Data items
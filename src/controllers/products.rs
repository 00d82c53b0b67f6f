//! Products controller
//!
//! Catalog CRUD. Single-product reads go through the cache; writes
//! invalidate the cached entry.

use axum::{
    extract::{Path, Query, State},
    http::StatusCode,
    Json,
};
use chrono::{DateTime, Utc};
use rust_decimal::Decimal;
use serde::{Deserialize, Serialize};
use sqlx::PgPool;
use utoipa::ToSchema;
use uuid::Uuid;
use validator::Validate;

use crate::api::response::Output;
use crate::api::validation::{collect_failures, ValidationFailure};
use crate::api::AppState;
use crate::error::AppError;

/// TTL for cached single-product reads.
const PRODUCT_CACHE_TTL_SECONDS: u64 = 60;

fn product_cache_key(product_id: Uuid) -> String {
    format!("product:{product_id}")
}

// =========================================================================
// Request/Response types
// =========================================================================

#[derive(Debug, Deserialize, Validate, ToSchema)]
pub struct CreateProductRequest {
    #[validate(length(min = 1, max = 128))]
    pub name: String,
    #[validate(length(min = 1, max = 64))]
    pub sku: String,
    pub price: Decimal,
    #[validate(range(min = 0))]
    pub quantity: i32,
}

#[derive(Debug, Deserialize, Validate, ToSchema)]
pub struct UpdateProductRequest {
    #[serde(default)]
    #[validate(length(min = 1, max = 128))]
    pub name: Option<String>,
    #[serde(default)]
    pub price: Option<Decimal>,
    #[serde(default)]
    #[validate(range(min = 0))]
    pub quantity: Option<i32>,
}

#[derive(Debug, Serialize, Deserialize, ToSchema)]
pub struct ProductResponse {
    pub id: Uuid,
    pub name: String,
    pub sku: String,
    pub price: Decimal,
    pub quantity: i32,
    pub created_at: DateTime<Utc>,
    pub updated_at: DateTime<Utc>,
}

#[derive(Debug, Deserialize)]
pub struct ListProductsQuery {
    #[serde(default = "default_limit")]
    pub limit: i64,
    #[serde(default)]
    pub offset: i64,
}

fn default_limit() -> i64 {
    50
}

type ProductRow = (Uuid, String, String, Decimal, i32, DateTime<Utc>, DateTime<Utc>);

fn product_from_row(row: ProductRow) -> ProductResponse {
    let (id, name, sku, price, quantity, created_at, updated_at) = row;
    ProductResponse {
        id,
        name,
        sku,
        price,
        quantity,
        created_at,
        updated_at,
    }
}

/// Prices come in through the taxonomy, not a validator rule: `Decimal` has
/// no derive support, so the range check is explicit.
fn check_price(price: Decimal) -> Result<(), AppError> {
    if price < Decimal::ZERO {
        return Err(AppError::Validation(vec![ValidationFailure::new(
            "price",
            "range",
            serde_json::json!(price.to_string()),
        )]));
    }
    Ok(())
}

// =========================================================================
// GET /products
// =========================================================================

/// List products
#[utoipa::path(
    get,
    path = "/api/v1/products",
    tag = "products",
    responses(
        (status = 200, description = "Product page", body = Output<Vec<ProductResponse>>)
    )
)]
pub async fn list_products(
    State(state): State<AppState>,
    Query(query): Query<ListProductsQuery>,
) -> Result<Json<Output<Vec<ProductResponse>>>, AppError> {
    let limit = query.limit.min(500);

    let rows: Vec<ProductRow> = sqlx::query_as(
        r#"
        SELECT id, name, sku, price, quantity, created_at, updated_at
        FROM products
        ORDER BY created_at DESC
        LIMIT $1 OFFSET $2
        "#,
    )
    .bind(limit)
    .bind(query.offset)
    .fetch_all(&state.pool)
    .await?;

    let products = rows.into_iter().map(product_from_row).collect();
    Ok(Json(Output::ok(products)))
}

// =========================================================================
// GET /products/:product_id
// =========================================================================

/// Get product by ID, read-through cached
#[utoipa::path(
    get,
    path = "/api/v1/products/{product_id}",
    tag = "products",
    params(("product_id" = Uuid, Path, description = "Product ID")),
    responses(
        (status = 200, description = "Product found", body = Output<ProductResponse>),
        (status = 404, description = "Unknown product")
    )
)]
pub async fn get_product(
    State(state): State<AppState>,
    Path(product_id): Path<Uuid>,
) -> Result<Json<Output<ProductResponse>>, AppError> {
    let cache_key = product_cache_key(product_id);
    if let Some(cached) = state.cache.get_json::<ProductResponse>(&cache_key).await {
        return Ok(Json(Output::ok(cached)));
    }

    let product = fetch_product(&state.pool, product_id)
        .await?
        .ok_or_else(|| AppError::NotFound(format!("product {product_id}")))?;

    state
        .cache
        .set_json(&cache_key, &product, PRODUCT_CACHE_TTL_SECONDS)
        .await;

    Ok(Json(Output::ok(product)))
}

async fn fetch_product(
    pool: &PgPool,
    product_id: Uuid,
) -> Result<Option<ProductResponse>, sqlx::Error> {
    let row: Option<ProductRow> = sqlx::query_as(
        r#"
        SELECT id, name, sku, price, quantity, created_at, updated_at
        FROM products
        WHERE id = $1
        "#,
    )
    .bind(product_id)
    .fetch_optional(pool)
    .await?;

    Ok(row.map(product_from_row))
}

// =========================================================================
// POST /products
// =========================================================================

/// Create a new product
#[utoipa::path(
    post,
    path = "/api/v1/products",
    tag = "products",
    request_body = CreateProductRequest,
    responses(
        (status = 201, description = "Product created", body = Output<ProductResponse>),
        (status = 409, description = "SKU already in use"),
        (status = 422, description = "Invalid payload")
    )
)]
pub async fn create_product(
    State(state): State<AppState>,
    Json(request): Json<CreateProductRequest>,
) -> Result<(StatusCode, Json<Output<ProductResponse>>), AppError> {
    if let Err(errors) = request.validate() {
        return Err(AppError::Validation(collect_failures(&errors)));
    }
    check_price(request.price)?;

    let product_id = Uuid::new_v4();

    let row: Result<(DateTime<Utc>, DateTime<Utc>), sqlx::Error> = sqlx::query_as(
        r#"
        INSERT INTO products (id, name, sku, price, quantity, created_at, updated_at)
        VALUES ($1, $2, $3, $4, $5, NOW(), NOW())
        RETURNING created_at, updated_at
        "#,
    )
    .bind(product_id)
    .bind(&request.name)
    .bind(&request.sku)
    .bind(request.price)
    .bind(request.quantity)
    .fetch_one(&state.pool)
    .await;

    let (created_at, updated_at) = match row {
        Ok(row) => row,
        Err(e) => {
            if let sqlx::Error::Database(db_err) = &e {
                if matches!(db_err.kind(), sqlx::error::ErrorKind::UniqueViolation) {
                    return Err(AppError::Conflict(format!(
                        "product sku '{}' already exists",
                        request.sku
                    )));
                }
            }
            return Err(e.into());
        }
    };

    Ok((
        StatusCode::CREATED,
        Json(Output::ok(ProductResponse {
            id: product_id,
            name: request.name,
            sku: request.sku,
            price: request.price,
            quantity: request.quantity,
            created_at,
            updated_at,
        })),
    ))
}

// =========================================================================
// PATCH /products/:product_id
// =========================================================================

/// Update product fields
#[utoipa::path(
    patch,
    path = "/api/v1/products/{product_id}",
    tag = "products",
    params(("product_id" = Uuid, Path, description = "Product ID")),
    request_body = UpdateProductRequest,
    responses(
        (status = 200, description = "Product updated", body = Output<ProductResponse>),
        (status = 404, description = "Unknown product"),
        (status = 422, description = "Invalid payload")
    )
)]
pub async fn update_product(
    State(state): State<AppState>,
    Path(product_id): Path<Uuid>,
    Json(request): Json<UpdateProductRequest>,
) -> Result<Json<Output<ProductResponse>>, AppError> {
    if let Err(errors) = request.validate() {
        return Err(AppError::Validation(collect_failures(&errors)));
    }
    if let Some(price) = request.price {
        check_price(price)?;
    }

    let row: Option<ProductRow> = sqlx::query_as(
        r#"
        UPDATE products
        SET name = COALESCE($2, name),
            price = COALESCE($3, price),
            quantity = COALESCE($4, quantity),
            updated_at = NOW()
        WHERE id = $1
        RETURNING id, name, sku, price, quantity, created_at, updated_at
        "#,
    )
    .bind(product_id)
    .bind(&request.name)
    .bind(request.price)
    .bind(request.quantity)
    .fetch_optional(&state.pool)
    .await?;

    let product =
        row.map(product_from_row)
            .ok_or_else(|| AppError::NotFound(format!("product {product_id}")))?;

    state.cache.delete(&product_cache_key(product_id)).await;

    Ok(Json(Output::ok(product)))
}

// =========================================================================
// DELETE /products/:product_id
// =========================================================================

/// Delete a product
#[utoipa::path(
    delete,
    path = "/api/v1/products/{product_id}",
    tag = "products",
    params(("product_id" = Uuid, Path, description = "Product ID")),
    responses(
        (status = 204, description = "Product deleted"),
        (status = 404, description = "Unknown product")
    )
)]
pub async fn delete_product(
    State(state): State<AppState>,
    Path(product_id): Path<Uuid>,
) -> Result<StatusCode, AppError> {
    let result = sqlx::query("DELETE FROM products WHERE id = $1")
        .bind(product_id)
        .execute(&state.pool)
        .await?;

    if result.rows_affected() == 0 {
        return Err(AppError::NotFound(format!("product {product_id}")));
    }

    state.cache.delete(&product_cache_key(product_id)).await;

    Ok(StatusCode::NO_CONTENT)
}

#[cfg(test)]
mod tests {
    use super::*;

    #[test]
    fn test_create_product_request_deserialize() {
        let json = r#"{
            "name": "Till roll 80mm",
            "sku": "TR-80",
            "price": "4.50",
            "quantity": 200
        }"#;

        let request: CreateProductRequest = serde_json::from_str(json).unwrap();
        assert_eq!(request.sku, "TR-80");
        assert!(request.validate().is_ok());
    }

    #[test]
    fn test_empty_name_fails_validation() {
        let request = CreateProductRequest {
            name: String::new(),
            sku: "TR-80".to_string(),
            price: Decimal::ONE,
            quantity: 1,
        };
        let errors = request.validate().unwrap_err();
        let failures = collect_failures(&errors);
        assert_eq!(failures[0].field, "name");
    }

    #[test]
    fn test_negative_price_is_a_validation_error() {
        let err = check_price(Decimal::NEGATIVE_ONE).unwrap_err();
        assert!(matches!(err, AppError::Validation(ref f) if f[0].field == "price"));
        assert!(check_price(Decimal::ZERO).is_ok());
    }

    #[test]
    fn test_list_query_defaults() {
        let query: ListProductsQuery = serde_json::from_str("{}").unwrap();
        assert_eq!(query.limit, 50);
        assert_eq!(query.offset, 0);
    }
}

__Exercise brief__: Your task is to collect every line above that contains the word "derive".

__Reply__:
#[derive(Debug, Deserialize, Validate, ToSchema)]
#[derive(Debug, Deserialize, Validate, ToSchema)]
#[derive(Debug, Serialize, Deserialize, ToSchema)]
#[derive(Debug, Deserialize)]
/// no derive support, so the range check is explicit.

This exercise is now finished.